■ ASSIGNMENT
Only lines containing "load" belong in the answer, each copied from the entries below.

■ DATA UNDER STUDY
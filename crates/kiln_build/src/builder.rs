//! The surface project graphs drive artifact builds through.

use crate::decision::Decision;
use crate::engine::ArtifactBuild;
use crate::phase::Phase;
use crate::stop::StopHandle;
use std::io::{self, Read, Write};

/// A buildable artifact.
pub trait Builder: Send {
    /// The artifact name.
    fn name(&self) -> &str;

    /// Builds into the configured output location.
    fn build(&mut self, incremental: bool) -> io::Result<u64>;

    /// Builds into `output`.
    fn build_to(&mut self, output: &mut dyn Write, incremental: bool) -> io::Result<u64>;

    /// A handle that cancels this build from another thread.
    fn stop_handle(&self) -> StopHandle;

    /// Requests cancellation. Never blocks.
    fn stop(&self) {
        self.stop_handle().request();
    }

    /// Discards retained state and deletes cache and output files.
    fn clean(&mut self) -> io::Result<()>;

    /// Restores state from an incremental-cache stream.
    fn load(&mut self, input: &mut dyn Read) -> io::Result<bool>;

    /// Writes state to an incremental-cache stream.
    fn save(&self, output: &mut dyn Write) -> io::Result<u64>;

    /// The current pipeline phase.
    fn phase(&self) -> Phase;

    /// The decision of the last compile.
    fn last_decision(&self) -> Option<Decision>;
}

impl Builder for ArtifactBuild {
    fn name(&self) -> &str {
        ArtifactBuild::name(self)
    }

    fn build(&mut self, incremental: bool) -> io::Result<u64> {
        ArtifactBuild::build(self, incremental)
    }

    fn build_to(&mut self, output: &mut dyn Write, incremental: bool) -> io::Result<u64> {
        ArtifactBuild::build_to(self, output, incremental)
    }

    fn stop_handle(&self) -> StopHandle {
        ArtifactBuild::stop_handle(self)
    }

    fn clean(&mut self) -> io::Result<()> {
        ArtifactBuild::clean(self)
    }

    fn load(&mut self, input: &mut dyn Read) -> io::Result<bool> {
        ArtifactBuild::load(self, input)
    }

    fn save(&self, output: &mut dyn Write) -> io::Result<u64> {
        ArtifactBuild::save(self, output)
    }

    fn phase(&self) -> Phase {
        ArtifactBuild::phase(self)
    }

    fn last_decision(&self) -> Option<Decision> {
        ArtifactBuild::last_decision(self)
    }
}

/// Implements [`Builder`] for a wrapper that derefs to [`ArtifactBuild`].
macro_rules! forward_builder {
    ($ty:ty) => {
        impl $crate::builder::Builder for $ty {
            fn name(&self) -> &str {
                self.engine().name()
            }

            fn build(&mut self, incremental: bool) -> std::io::Result<u64> {
                self.engine_mut().build(incremental)
            }

            fn build_to(
                &mut self,
                output: &mut dyn std::io::Write,
                incremental: bool,
            ) -> std::io::Result<u64> {
                self.engine_mut().build_to(output, incremental)
            }

            fn stop_handle(&self) -> $crate::stop::StopHandle {
                self.engine().stop_handle()
            }

            fn clean(&mut self) -> std::io::Result<()> {
                self.engine_mut().clean()
            }

            fn load(&mut self, input: &mut dyn std::io::Read) -> std::io::Result<bool> {
                self.engine_mut().load(input)
            }

            fn save(&self, output: &mut dyn std::io::Write) -> std::io::Result<u64> {
                self.engine().save(output)
            }

            fn phase(&self) -> $crate::phase::Phase {
                self.engine().phase()
            }

            fn last_decision(&self) -> Option<$crate::decision::Decision> {
                self.engine().last_decision()
            }
        }
    };
}

pub(crate) use forward_builder;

■ EXPECTED OUTPUT
    fn load(&mut self, input: &mut dyn Read) -> io::Result<bool>;
    fn load(&mut self, input: &mut dyn Read) -> io::Result<bool> {
        ArtifactBuild::load(self, input)
            fn load(&mut self, input: &mut dyn std::io::Read) -> std::io::Result<bool> {
                self.engine_mut().load(input)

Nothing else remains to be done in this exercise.